日本における低用量ピルの印象はなぜこんなにも悪いのか

産婦人科医による『低用量ピルについての座談会』に参加しました。



低用量ピルはもともと避妊目的に使用されてきましたが、現在ではその副効用を上手に用いて月経困難の改善、月経周期の安定、月経前の不調の緩和 などに用いられています。
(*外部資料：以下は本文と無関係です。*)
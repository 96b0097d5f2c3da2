//! Core values, types, row identifiers, and errors for Junction.
//!
//! This crate provides:
//! - [`Value`] - A single cell value stored in a table row
//! - [`Type`] - Column type descriptors for schema validation
//! - [`RowId`] - Monotonic row identifiers
//! - [`Error`] - Rich error types with context
//! - [`LtMap`] - Persistent ordered map with structural sharing

#![warn(missing_docs)]
#![warn(clippy::all)]
#![warn(clippy::pedantic)]

pub mod collections;
pub mod error;
pub mod id;
pub mod types;
pub mod value;

pub use collections::LtMap;
pub use error::{Error, ErrorContext, ErrorKind};
pub use id::RowId;
pub use types::Type;
pub use value::Value;

/// Result type alias using Junction's Error type.
pub type Result<T> = std::result::Result<T, Error>;
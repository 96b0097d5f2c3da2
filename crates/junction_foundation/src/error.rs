//! Error types for the Junction system.
//!
//! Uses `thiserror` for ergonomic error definition with rich context.

use std::fmt;

use thiserror::Error;

use crate::id::RowId;
use crate::types::Type;

/// The main error type for Junction operations.
#[derive(Debug, Error)]
#[error("{kind}")]
pub struct Error {
    /// The kind of error that occurred.
    pub kind: ErrorKind,
    /// Optional context about where the error occurred.
    pub context: Option<ErrorContext>,
}

impl Error {
    /// Creates a new error with the given kind.
    #[must_use]
    pub fn new(kind: ErrorKind) -> Self {
        Self {
            kind,
            context: None,
        }
    }

    /// Adds context to this error.
    #[must_use]
    pub fn with_context(mut self, context: ErrorContext) -> Self {
        self.context = Some(context);
        self
    }

    /// Creates a referential integrity error.
    #[must_use]
    pub fn referential_integrity(
        table: impl Into<String>,
        column: impl Into<String>,
        id: RowId,
    ) -> Self {
        Self::new(ErrorKind::ReferentialIntegrity {
            table: table.into(),
            column: column.into(),
            id,
        })
    }

    /// Creates a missing required attribute error.
    #[must_use]
    pub fn missing_attribute(table: impl Into<String>, attribute: impl Into<String>) -> Self {
        Self::new(ErrorKind::MissingRequiredAttribute {
            table: table.into(),
            attribute: attribute.into(),
        })
    }

    /// Creates a validation error.
    #[must_use]
    pub fn validation(
        table: impl Into<String>,
        column: impl Into<String>,
        message: impl Into<String>,
    ) -> Self {
        Self::new(ErrorKind::Validation {
            table: table.into(),
            column: column.into(),
            message: message.into(),
        })
    }

    /// Creates an unknown attribute error.
    #[must_use]
    pub fn unknown_attribute(table: impl Into<String>, attribute: impl Into<String>) -> Self {
        Self::new(ErrorKind::UnknownAttribute {
            table: table.into(),
            attribute: attribute.into(),
        })
    }

    /// Creates a type mismatch error.
    #[must_use]
    pub fn type_mismatch(column: impl Into<String>, expected: Type, actual: Type) -> Self {
        Self::new(ErrorKind::TypeMismatch {
            column: column.into(),
            expected,
            actual,
        })
    }

    /// Creates a row not found error.
    #[must_use]
    pub fn row_not_found(table: impl Into<String>, id: RowId) -> Self {
        Self::new(ErrorKind::RowNotFound {
            table: table.into(),
            id,
        })
    }

    /// Creates a restricted delete error.
    #[must_use]
    pub fn restricted(table: impl Into<String>, id: RowId, dependents: usize) -> Self {
        Self::new(ErrorKind::Restricted {
            table: table.into(),
            id,
            dependents,
        })
    }

    /// Creates an invalid schema error.
    #[must_use]
    pub fn invalid_schema(message: impl Into<String>) -> Self {
        Self::new(ErrorKind::InvalidSchema(message.into()))
    }

    /// Returns true if this is a referential integrity violation.
    #[must_use]
    pub fn is_referential_integrity(&self) -> bool {
        matches!(self.kind, ErrorKind::ReferentialIntegrity { .. })
    }

    /// Returns true if a required attribute was not supplied.
    #[must_use]
    pub fn is_missing_attribute(&self) -> bool {
        matches!(self.kind, ErrorKind::MissingRequiredAttribute { .. })
    }

    /// Returns true if a value failed column validation.
    #[must_use]
    pub fn is_validation(&self) -> bool {
        matches!(self.kind, ErrorKind::Validation { .. })
    }
}

/// Categorized error kinds for pattern matching.
#[derive(Debug, Error)]
pub enum ErrorKind {
    /// A foreign key value does not refer to an existing row.
    #[error("referential integrity violation: {table}.{column} references missing row {id}")]
    ReferentialIntegrity {
        /// The table holding the foreign key.
        table: String,
        /// The foreign key column.
        column: String,
        /// The identifier that does not exist.
        id: RowId,
    },

    /// A required attribute with no default was not supplied.
    #[error("missing required attribute: {table}.{attribute} has no default and no value")]
    MissingRequiredAttribute {
        /// The table the row belongs to.
        table: String,
        /// The attribute that was missing.
        attribute: String,
    },

    /// A value violated a column constraint.
    #[error("validation failed for {table}.{column}: {message}")]
    Validation {
        /// The table the row belongs to.
        table: String,
        /// The offending column.
        column: String,
        /// What went wrong.
        message: String,
    },

    /// An attribute is not declared by the table schema.
    #[error("unknown attribute: {attribute} is not a column of {table}")]
    UnknownAttribute {
        /// The table that was written to.
        table: String,
        /// The undeclared attribute name.
        attribute: String,
    },

    /// A value has the wrong type for its column.
    #[error("type mismatch for {column}: expected {expected}, got {actual}")]
    TypeMismatch {
        /// The column being written.
        column: String,
        /// The declared column type.
        expected: Type,
        /// The type of the supplied value.
        actual: Type,
    },

    /// A row was not found.
    #[error("row not found: {table} #{id}")]
    RowNotFound {
        /// The table that was queried.
        table: String,
        /// The missing identifier.
        id: RowId,
    },

    /// A delete was rejected because dependent rows exist.
    #[error("cannot delete {table} #{id}: {dependents} association(s) still reference it")]
    Restricted {
        /// The table of the row being deleted.
        table: String,
        /// The row being deleted.
        id: RowId,
        /// Number of dependent association rows.
        dependents: usize,
    },

    /// An association schema is internally inconsistent.
    #[error("invalid schema: {0}")]
    InvalidSchema(String),

    /// A unit of work was aborted by an earlier failed write.
    #[error("transaction aborted: {0}")]
    TransactionAborted(String),

    /// I/O error while reading or writing a store file.
    #[error("I/O error: {0}")]
    Io(String),

    /// Encoding or decoding a store snapshot failed.
    #[error("serialization error: {0}")]
    Serialization(String),

    /// Internal error (should not happen).
    #[error("internal error: {0}")]
    Internal(String),
}

/// Context about where an error occurred.
#[derive(Debug, Clone, Default)]
pub struct ErrorContext {
    /// Store operation that failed (e.g. `associate`).
    pub operation: Option<String>,
    /// File the operation was working on.
    pub path: Option<String>,
    /// Free-form notes, outermost last.
    pub notes: Vec<String>,
}

impl ErrorContext {
    /// Creates a new empty context.
    #[must_use]
    pub fn new() -> Self {
        Self::default()
    }

    /// Sets the operation name.
    #[must_use]
    pub fn with_operation(mut self, operation: impl Into<String>) -> Self {
        self.operation = Some(operation.into());
        self
    }

    /// Sets the file path.
    #[must_use]
    pub fn with_path(mut self, path: impl Into<String>) -> Self {
        self.path = Some(path.into());
        self
    }

    /// Adds a note.
    #[must_use]
    pub fn with_note(mut self, note: impl Into<String>) -> Self {
        self.notes.push(note.into());
        self
    }
}

impl fmt::Display for ErrorContext {
    fn fmt(&self, f: &mut fmt::Formatter<'_>) -> fmt::Result {
        if let Some(operation) = &self.operation {
            write!(f, "in {operation}")?;
        }
        if let Some(path) = &self.path {
            write!(f, " ({path})")?;
        }
        for note in &self.notes {
            write!(f, "\n  note: {note}")?;
        }
        Ok(())
    }
}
またアスリートにおいては、試合日に月経が重ならないよう調整したり、パフォーマンスを安定させたりする目的でも積極的にすすめられています。

今回は数人の産婦人科医が集まって、低用量ピルについてこれまで思ったこと感じたこと困ったことなど出し合い、これからの低用量ピルになにを求めるか、など意見交換をしました。この内容は、国や低用量ピルを製造販売している製薬会社に届きますので、なにか良いかたちで変わっていくといいなぁと思っています。

日本における低用量ピルの印象はなぜこんなにも悪いのか。これは常に挙げられる懸案事項です。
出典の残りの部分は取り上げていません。